On May 31, the last day of lockdown 4.0, as the Tamil Nadu government issued orders for phased unlocking, 1,149 fresh cases and 13 deaths were reported in 24 hours. The daily count had touched a four-digit number for the first time. The 804 fresh cases from Chennai continued to worry medical professionals. But with the increased testing, high recovery rate and low mortality, the government indicated that all was well in Tamil Nadu.
“There is nothing to panic,”said J. Radhakrishnan, special nodal officer for Chennai corporation, appointed to coordinate Covid-19 efforts. “The situation is completely under control.” He emphasised that the spike in cases was because of increase in testing. But the situation is contrary to what Chief Minister Edappadi K. Palaniswami predicted, on April 17, when he said that “the number will come down to zero” within three days, and called it a “disease of the rich”. Tamil Nadu now has over 23,000 cases, of which over 10,000 are active. The government might deny it but epidemiologists say there is “widespread community spread” in parts of Chennai.
“What we are seeing now is that the cases are increasing at a linear pace. We might not see a declining trend as in Italy or China, in the next few weeks,” said Dr Shanthi Ravindranath, a senior gynaecologist and secretary of Doctors Association for Social Equality. In the last two weeks, people tweeted about the poor levels of testing. Their posts suggested that only one person per family was being tested, even if the others had symptoms. For instance, a 58-year-old woman in Royapuram, one of the most affected areas in Chennai, died just a day after she developed symptoms. While her son, who had tested positive, was shifted to the government hospital in Omandurar, she was turned away from the testing centre.
The government maintains that the health department is doing more tests than other states (11,300 on an average per day), but experts feel it is not enough. “There is no point in [arguing] about the presence of community transmission,” said Dr J. Amalorpavanathan, former director, Institute of Vascular Surgery, Madras Medical College. “The focus now should be on testing asymptomatic patients, tracking their contacts and isolating and treating them. The government has to focus on increasing the testing inside the containment zones.”He says the very purpose of introducing more testing centres in the state in May has not been served.
“The virus will take its own course,” said Dr Jayaprakash Muliyil, epidemiologist and former principal of CMC, Vellore. “At the moment, there is community transmission. I don’t think the government has to feel embarrassed about it. This is not their failure, because this is the nature of the disease and this is how an epidemic grows.”
On March 7, when Chennai detected its first Covid-19 case, the chief minister and his colleagues maintained that only children and the elderly were vulnerable, and the infection would not spread. Three days after Palaniswami said that the number would come down to zero, the number of cases per day was in three digits. And since May 3, the number has exceeded 500.
“This was the result of an unplanned lockdown,” said Ravindranath. “The chief minister calling for a strict lockdown within a lockdown led to the Koyambedu cluster and then came the increase in numbers.” The state first blamed the people who returned from the Tablighi Jamaat event in Delhi for the rise in cases, then the Koyambedu cluster. Then, on May 20, the health department’s bulletin pointed fingers at those coming from other states.
The government also kept changing its stance on announcements. TASMAC liquor stores were reopened on May 6 but closed the next day as social distancing was not followed. Later, Kamal Haasan’s Makkal Needhi Maiam went to the Madras High Court, which then ordered for closure of the shops. The state government appealed to the Supreme Court and the shops were opened again, except in Chennai. Another major incident was regarding the Class 10 public exams. The government first scheduled the exams for June 1 and later postponed it to June 15, when even public transport will not have opened in full swing.

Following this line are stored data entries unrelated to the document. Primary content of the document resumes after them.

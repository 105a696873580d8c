//! Keyed lookup of trained classifiers and their feature schemas

use crate::models::loader::{Classifier, ModelLoader};
use std::collections::HashMap;
use std::fs;
use std::path::Path;
use thiserror::Error;
use tracing::{info, warn};

/// Errors that can occur during registry operations
#[derive(Debug, Error)]
pub enum RegistryError {
    #[error("model not found: {0}")]
    ModelNotFound(String),
    #[error("no model artifacts loaded from {0}")]
    NoArtifacts(String),
}

/// A trained classifier plus the feature schema it expects.
///
/// Immutable once loaded; the schema is the ordered column list the
/// model must be fed at prediction time.
pub struct ModelArtifact {
    pub key: String,
    pub classifier: Box<dyn Classifier>,
    pub features: Vec<String>,
}

impl std::fmt::Debug for ModelArtifact {
    fn fmt(&self, f: &mut std::fmt::Formatter<'_>) -> std::fmt::Result {
        f.debug_struct("ModelArtifact")
            .field("key", &self.key)
            .field("features", &self.features)
            .finish_non_exhaustive()
    }
}

impl ModelArtifact {
    pub fn new(key: impl Into<String>, classifier: Box<dyn Classifier>, features: Vec<String>) -> Self {
        Self {
            key: key.into(),
            classifier,
            features,
        }
    }
}

/// Registry of model artifacts, keyed by name.
///
/// Loaded once at startup and injected into the inference service;
/// read-only afterwards.
#[derive(Debug, Default)]
pub struct ModelRegistry {
    models: HashMap<String, ModelArtifact>,
}

impl ModelRegistry {
    /// Create an empty registry
    pub fn new() -> Self {
        Self::default()
    }

    /// Register an artifact directly (tests and embedders)
    pub fn register(&mut self, artifact: ModelArtifact) {
        self.models.insert(artifact.key.clone(), artifact);
    }

    /// Look up an artifact by key
    pub fn retrieve(&self, key: &str) -> Result<&ModelArtifact, RegistryError> {
        self.models
            .get(key)
            .ok_or_else(|| RegistryError::ModelNotFound(key.to_string()))
    }

    /// Registered model keys
    pub fn keys(&self) -> Vec<&str> {
        self.models.keys().map(|k| k.as_str()).collect()
    }

    pub fn len(&self) -> usize {
        self.models.len()
    }

    pub fn is_empty(&self) -> bool {
        self.models.is_empty()
    }

    /// Load the named artifacts from a directory.
    ///
    /// Each key maps to `<key>.onnx` plus a `<key>.features.json` sidecar
    /// holding the ordered feature schema. A key whose files are missing
    /// or unreadable is logged and skipped; an empty registry after the
    /// pass is an error.
    pub fn load_from_dir<P: AsRef<Path>>(
        models_dir: P,
        keys: &[String],
        loader: &ModelLoader,
    ) -> Result<Self, RegistryError> {
        let models_dir = models_dir.as_ref();
        let mut registry = Self::new();

        for key in keys {
            let model_path = models_dir.join(format!("{key}.onnx"));
            let schema_path = models_dir.join(format!("{key}.features.json"));

            if !model_path.exists() {
                warn!(model = %key, path = %model_path.display(), "Model file not found");
                continue;
            }

            let features = match read_feature_schema(&schema_path) {
                Ok(features) => features,
                Err(e) => {
                    warn!(model = %key, path = %schema_path.display(), error = %e, "Failed to read feature schema, skipping");
                    continue;
                }
            };

            match loader.load_model(&model_path, key) {
                Ok(classifier) => {
                    registry.register(ModelArtifact::new(key.clone(), Box::new(classifier), features));
                }
                Err(e) => {
                    warn!(model = %key, error = %e, "Failed to load model, skipping");
                }
            }
        }

        if registry.is_empty() {
            return Err(RegistryError::NoArtifacts(
                models_dir.display().to_string(),
            ));
        }

        info!(
            count = registry.len(),
            models = ?registry.keys(),
            "Model registry loaded"
        );

        Ok(registry)
    }
}

fn read_feature_schema(path: &Path) -> anyhow::Result<Vec<String>> {
    let raw = fs::read_to_string(path)?;
    let features: Vec<String> = serde_json::from_str(&raw)?;
    Ok(features)
}

#[cfg(test)]
mod tests {
    use super::*;
    use anyhow::Result;

    struct FixedClassifier(i64);

    impl Classifier for FixedClassifier {
        fn predict_class(&self, _features: &[f32]) -> Result<i64> {
            Ok(self.0)
        }
    }

    #[test]
    fn test_retrieve_registered_model() {
        let mut registry = ModelRegistry::new();
        registry.register(ModelArtifact::new(
            "random_forest_diabetes",
            Box::new(FixedClassifier(1)),
            vec!["Pregnancies".to_string(), "log_Glucose".to_string()],
        ));

        let artifact = registry.retrieve("random_forest_diabetes").unwrap();
        assert_eq!(artifact.features.len(), 2);
        assert_eq!(artifact.classifier.predict_class(&[0.0, 0.0]).unwrap(), 1);
    }

    #[test]
    fn test_retrieve_unknown_key_fails() {
        let registry = ModelRegistry::new();
        let err = registry.retrieve("no_such_model").unwrap_err();
        assert!(matches!(err, RegistryError::ModelNotFound(key) if key == "no_such_model"));
    }

    #[test]
    fn test_load_from_empty_dir_fails() {
        let dir = tempfile::tempdir().unwrap();
        let loader = ModelLoader::new().unwrap();
        let err = ModelRegistry::load_from_dir(
            dir.path(),
            &["random_forest_diabetes".to_string()],
            &loader,
        )
        .unwrap_err();
        assert!(matches!(err, RegistryError::NoArtifacts(_)));
    }
}
//! CSV-backed tabular dataset used by the batch preprocessing path

use std::fmt;
use std::path::{Path, PathBuf};
use thiserror::Error;
use tracing::info;

/// Errors raised while reading or writing datasets
#[derive(Debug, Error)]
pub enum DatasetError {
    #[error("failed to read dataset at {path}")]
    Read {
        path: PathBuf,
        #[source]
        source: csv::Error,
    },
    #[error("failed to write dataset to {path}")]
    Write {
        path: PathBuf,
        #[source]
        source: csv::Error,
    },
}

/// A single cell value: numeric where the CSV cell parses as a number,
/// free text otherwise (e.g. employment-length categories)
#[derive(Debug, Clone, PartialEq)]
pub enum Value {
    Number(f64),
    Text(String),
}

impl Value {
    pub fn parse(raw: &str) -> Self {
        match raw.parse::<f64>() {
            Ok(n) => Value::Number(n),
            Err(_) => Value::Text(raw.to_string()),
        }
    }

    pub fn as_f64(&self) -> Option<f64> {
        match self {
            Value::Number(n) => Some(*n),
            Value::Text(_) => None,
        }
    }
}

impl fmt::Display for Value {
    fn fmt(&self, f: &mut fmt::Formatter<'_>) -> fmt::Result {
        match self {
            Value::Number(n) => write!(f, "{}", n),
            Value::Text(s) => write!(f, "{}", s),
        }
    }
}

/// In-memory table: ordered column names plus rows of cells.
///
/// All rows share the column set declared by the CSV header. Transform
/// steps mutate the table in place by appending derived columns.
#[derive(Debug, Clone)]
pub struct Dataset {
    columns: Vec<String>,
    rows: Vec<Vec<Value>>,
}

impl Dataset {
    /// Build a dataset directly from columns and rows (used by tests and embedders)
    pub fn from_rows(columns: Vec<String>, rows: Vec<Vec<Value>>) -> Self {
        Self { columns, rows }
    }

    /// Read a dataset from a CSV file.
    ///
    /// Fails on unreadable paths and on malformed CSV (including ragged rows).
    /// Logs the resolved column names for diagnostics.
    pub fn load<P: AsRef<Path>>(path: P) -> Result<Self, DatasetError> {
        let path = path.as_ref();
        let read_err = |source| DatasetError::Read {
            path: path.to_path_buf(),
            source,
        };

        let mut reader = csv::Reader::from_path(path).map_err(read_err)?;
        let columns: Vec<String> = reader
            .headers()
            .map_err(read_err)?
            .iter()
            .map(|h| h.to_string())
            .collect();

        let mut rows = Vec::new();
        for record in reader.records() {
            let record = record.map_err(read_err)?;
            rows.push(record.iter().map(Value::parse).collect());
        }

        info!(path = %path.display(), columns = ?columns, "Columns in dataset");

        Ok(Self { columns, rows })
    }

    /// Write the dataset next to `data_path` with a `_processed` suffix
    /// inserted before the extension. Overwrites silently if the target
    /// exists. Returns the path written.
    pub fn save<P: AsRef<Path>>(&self, data_path: P) -> Result<PathBuf, DatasetError> {
        let target = processed_path(data_path.as_ref());
        let write_err = |source| DatasetError::Write {
            path: target.clone(),
            source,
        };

        let mut writer = csv::Writer::from_path(&target).map_err(write_err)?;
        writer.write_record(&self.columns).map_err(write_err)?;
        for row in &self.rows {
            writer
                .write_record(row.iter().map(|v| v.to_string()))
                .map_err(write_err)?;
        }
        writer.flush().map_err(|e| write_err(e.into()))?;

        Ok(target)
    }

    pub fn columns(&self) -> &[String] {
        &self.columns
    }

    pub fn column_index(&self, name: &str) -> Option<usize> {
        self.columns.iter().position(|c| c == name)
    }

    pub fn has_column(&self, name: &str) -> bool {
        self.column_index(name).is_some()
    }

    pub fn rows(&self) -> &[Vec<Value>] {
        &self.rows
    }

    pub fn n_rows(&self) -> usize {
        self.rows.len()
    }

    /// Append a derived column; `values` must hold one cell per row.
    pub fn add_column(&mut self, name: &str, values: Vec<Value>) {
        debug_assert_eq!(values.len(), self.rows.len());
        self.columns.push(name.to_string());
        for (row, value) in self.rows.iter_mut().zip(values) {
            row.push(value);
        }
    }
}

/// Derive the output filename: `patients.csv` becomes `patients_processed.csv`
pub fn processed_path(path: &Path) -> PathBuf {
    let stem = path
        .file_stem()
        .and_then(|s| s.to_str())
        .unwrap_or("dataset");
    let name = match path.extension().and_then(|e| e.to_str()) {
        Some(ext) => format!("{stem}_processed.{ext}"),
        None => format!("{stem}_processed"),
    };
    path.with_file_name(name)
}

#[cfg(test)]
mod tests {
    use super::*;
    use std::path::Path;

    #[test]
    fn test_processed_path() {
        assert_eq!(
            processed_path(Path::new("data/patients.csv")),
            Path::new("data/patients_processed.csv")
        );
        assert_eq!(
            processed_path(Path::new("patients")),
            Path::new("patients_processed")
        );
    }

    #[test]
    fn test_value_parsing() {
        assert_eq!(Value::parse("42"), Value::Number(42.0));
        assert_eq!(Value::parse("25.5"), Value::Number(25.5));
        assert_eq!(Value::parse("< 1 year"), Value::Text("< 1 year".to_string()));
        assert_eq!(Value::parse("3 years").as_f64(), None);
    }

    #[test]
    fn test_add_column() {
        let mut df = Dataset::from_rows(
            vec!["Glucose".to_string()],
            vec![vec![Value::Number(100.0)], vec![Value::Number(140.0)]],
        );
        df.add_column("log_Glucose", vec![Value::Number(0.0), Value::Number(0.0)]);

        assert_eq!(df.columns(), &["Glucose", "log_Glucose"]);
        assert!(df.has_column("log_Glucose"));
        assert_eq!(df.rows()[0].len(), 2);
    }

    #[test]
    fn test_load_missing_file_fails() {
        let err = Dataset::load("no/such/file.csv").unwrap_err();
        assert!(matches!(err, DatasetError::Read { .. }));
    }
}
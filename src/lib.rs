//! Diabetes Prediction Pipeline Library
//!
//! A small decision-support pipeline: CSV preprocessing, a trained
//! ONNX classifier behind a keyed model registry, and a stateless
//! inference service that maps patient measurements to an outcome label.

pub mod config;
pub mod dataset;
pub mod inference;
pub mod models;
pub mod transform;

pub use config::AppConfig;
pub use dataset::Dataset;
pub use inference::{InferenceService, PatientRecord};
pub use models::registry::ModelRegistry;
//! Domain DTOs for the task backend.
//!
//! # Design
//! Wire names follow the backend's document schema (`_id`, `task`); the Rust
//! field names stay idiomatic and serde renames bridge the gap. The types are
//! defined independently from the mock-server crate; integration tests catch
//! schema drift between the two.

use serde::{Deserialize, Serialize};

/// A single task as the backend represents it.
///
/// `id` is backend-assigned on creation. While a create request is in
/// flight, the store holds a `temp-` placeholder id that is replaced by the
/// authoritative id on the reconciling reload.
#[derive(Debug, Clone, Serialize, Deserialize, PartialEq, Eq)]
pub struct Task {
    #[serde(rename = "_id")]
    pub id: String,
    #[serde(rename = "task")]
    pub text: String,
}

/// Request payload for creating a new task.
#[derive(Debug, Clone, Serialize, Deserialize)]
pub struct CreateTask {
    #[serde(rename = "task")]
    pub text: String,
}
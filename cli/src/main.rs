//! Interactive terminal front-end for the task backend.
//!
//! The core crate never touches the network; this binary is the host that
//! executes its `HttpRequest` values with ureq, feeds the responses back,
//! and renders the mirrored list and notices. One blocking round-trip at a
//! time, which is exactly the sequential-await model the store expects.

use std::io::{self, BufRead, Write};

use tasklist_core::{HttpMethod, HttpRequest, HttpResponse, Notice, TodoStore};

enum Command {
    Add(String),
    Remove(String),
    Clear,
    List,
    Help,
    Quit,
}

fn parse_command(line: &str) -> Option<Command> {
    let line = line.trim();
    let (word, rest) = match line.split_once(char::is_whitespace) {
        Some((word, rest)) => (word, rest.trim_start()),
        None => (line, ""),
    };
    match word {
        "add" => Some(Command::Add(rest.to_string())),
        "rm" | "del" => Some(Command::Remove(rest.to_string())),
        "clear" => Some(Command::Clear),
        "ls" | "list" => Some(Command::List),
        "help" => Some(Command::Help),
        "quit" | "exit" => Some(Command::Quit),
        _ => None,
    }
}

/// Execute an `HttpRequest` and return the response as plain data.
///
/// ureq's status-code-as-error behavior is disabled so non-2xx responses
/// reach the store as data; transport failures (connection refused, DNS)
/// are mapped to the status-0 convention.
fn execute(agent: &ureq::Agent, req: HttpRequest) -> HttpResponse {
    let result = match (req.method, req.body) {
        (HttpMethod::Get, _) => agent.get(&req.path).call(),
        (HttpMethod::Delete, _) => agent.delete(&req.path).call(),
        (HttpMethod::Post, Some(body)) => agent
            .post(&req.path)
            .content_type("application/json")
            .send(body.as_bytes()),
        (HttpMethod::Post, None) => agent.post(&req.path).send_empty(),
    };

    match result {
        Ok(mut response) => {
            let status = response.status().as_u16();
            let body = response.body_mut().read_to_string().unwrap_or_default();
            HttpResponse {
                status,
                headers: Vec::new(),
                body,
            }
        }
        Err(e) => HttpResponse {
            status: 0,
            headers: Vec::new(),
            body: e.to_string(),
        },
    }
}

fn show(notice: &Notice) {
    match notice {
        Notice::Success(msg) => println!("ok: {msg}"),
        Notice::Error(msg) => println!("error: {msg}"),
    }
}

fn render(store: &TodoStore) {
    if store.is_empty() {
        println!("No tasks yet. Add one!");
        return;
    }
    let n = store.len();
    println!("You have {n} {}", if n == 1 { "task" } else { "tasks" });
    for task in store.tasks() {
        println!("  {}  {}", task.id, task.text);
    }
}

fn print_help() {
    println!("commands: add <text> | rm <id> | clear | ls | help | quit");
}

fn main() -> io::Result<()> {
    let base_url = match std::env::var("BACKEND_URL") {
        Ok(url) => url,
        Err(_) => {
            eprintln!("BACKEND_URL must be set, e.g. http://127.0.0.1:3000/todos");
            std::process::exit(2);
        }
    };

    let agent = ureq::Agent::config_builder()
        .http_status_as_error(false)
        .build()
        .new_agent();
    let mut store = TodoStore::new(&base_url);

    // Initial load; a failure leaves the list empty until the next fetch.
    let _ = store.finish_load(execute(&agent, store.begin_load()));
    render(&store);
    print_help();

    let stdin = io::stdin();
    let mut stdout = io::stdout();
    loop {
        print!("> ");
        stdout.flush()?;

        let mut line = String::new();
        if stdin.lock().read_line(&mut line)? == 0 {
            break;
        }
        let Some(command) = parse_command(&line) else {
            print_help();
            continue;
        };

        match command {
            Command::Add(text) => match store.begin_add(&text) {
                Ok(pending) => {
                    render(&store);
                    let temp_id = pending.temp_id.clone();
                    let outcome = store.finish_add(&temp_id, execute(&agent, pending.request));
                    if let Some(reload) = outcome.reload {
                        let _ = store.finish_load(execute(&agent, reload));
                    }
                    show(&outcome.notice);
                    render(&store);
                }
                Err(notice) => show(&notice),
            },
            Command::Remove(id) => {
                if id.is_empty() {
                    println!("usage: rm <id>");
                    continue;
                }
                let req = store.begin_remove(&id);
                render(&store);
                let outcome = store.finish_remove(execute(&agent, req));
                if let Some(reload) = outcome.reload {
                    let _ = store.finish_load(execute(&agent, reload));
                }
                show(&outcome.notice);
                render(&store);
            }
            Command::Clear => {
                // One round-trip at a time; failed deletions are counted and
                // reported rather than silently dropped.
                let mut failed = 0;
                for req in store.begin_clear_all() {
                    let resp = execute(&agent, req);
                    if !(200..300).contains(&resp.status) {
                        failed += 1;
                    }
                }
                let notice = store.finish_clear_all(failed);
                show(&notice);
                render(&store);
            }
            Command::List => {
                let _ = store.finish_load(execute(&agent, store.begin_load()));
                render(&store);
            }
            Command::Help => print_help(),
            Command::Quit => break,
        }
    }
    Ok(())
}

#[cfg(test)]
mod tests {
    use super::*;

    #[test]
    fn parse_add_keeps_the_rest_of_the_line() {
        let Some(Command::Add(text)) = parse_command("add Buy milk and eggs") else {
            panic!("expected Add");
        };
        assert_eq!(text, "Buy milk and eggs");
    }

    #[test]
    fn parse_add_without_text_yields_empty_string() {
        // The store rejects the empty text with its own notice.
        let Some(Command::Add(text)) = parse_command("add") else {
            panic!("expected Add");
        };
        assert_eq!(text, "");
    }

    #[test]
    fn parse_remove_takes_an_id() {
        let Some(Command::Remove(id)) = parse_command("rm abc123") else {
            panic!("expected Remove");
        };
        assert_eq!(id, "abc123");
    }

    #[test]
    fn parse_aliases() {
        assert!(matches!(parse_command("del x"), Some(Command::Remove(_))));
        assert!(matches!(parse_command("list"), Some(Command::List)));
        assert!(matches!(parse_command("exit"), Some(Command::Quit)));
    }

    #[test]
    fn parse_unknown_is_none() {
        assert!(parse_command("frobnicate").is_none());
        assert!(parse_command("").is_none());
    }

    #[test]
    fn parse_trims_surrounding_whitespace() {
        assert!(matches!(parse_command("  clear  "), Some(Command::Clear)));
    }
}
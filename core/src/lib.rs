//! Client core for the task backend: a local mirror of a remote to-do list
//! with optimistic updates.
//!
//! # Overview
//! Builds `HttpRequest` values and parses `HttpResponse` values without
//! touching the network (host-does-IO pattern). The caller executes the
//! actual HTTP round-trips, making the core fully deterministic and testable.
//!
//! # Design
//! - `TodoApi` is stateless — it holds only `base_url` and splits each
//!   backend operation into `build_*` / `parse_*`.
//! - `TodoStore` holds the mirrored task list and splits each user operation
//!   into `begin_*` / `finish_*` at the network boundary, applying the
//!   optimistic mutation up front and rolling back or reconciling on
//!   failure.
//! - Types use owned `String` / `Vec` fields; DTOs are defined independently
//!   from the mock-server crate, and integration tests catch schema drift.

pub mod api;
pub mod error;
pub mod http;
pub mod store;
pub mod types;

pub use api::TodoApi;
pub use error::ApiError;
pub use http::{HttpMethod, HttpRequest, HttpResponse};
pub use store::{Notice, Outcome, PendingAdd, TodoStore};
pub use types::{CreateTask, Task};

The state has denied permissions for flights that would bring in Tamils living abroad, unlike what neighbours Kerala and Karnataka did for their stranded residents. Highly placed sources in the state health department say that this is because of lack of quarantine facilities for non-resident Tamils.
The state constituted 18 expert committees to handle the pandemic but none of those have released a proper set of recommendations till date, except for the medical expert committee. On the other hand, Palaniswami is growing insecure of his own people. When Health Minister C. Vijayabaskar started becoming popular for dealing with the crisis, he was sidelined. The responsibility was given to health secretary Dr Beela Rajesh; but when her press briefings drew praise, the chief secretary was asked to take over. Eventually, Palaniswami delivered the daily briefings himself. The early announcement of the opening of the Mettur dam for irrigation in the Cauvery delta was allegedly staged to cover up the poor handling of the pandemic.
Despite growing concerns, on June 2, Palaniswami once again said that the government is working hard to contain the pandemic. He highlighted the fact that the death rate was less than 0.80 per cent. “We need not panic,” he said. “The infected are being treated and we ensure that they go back home.”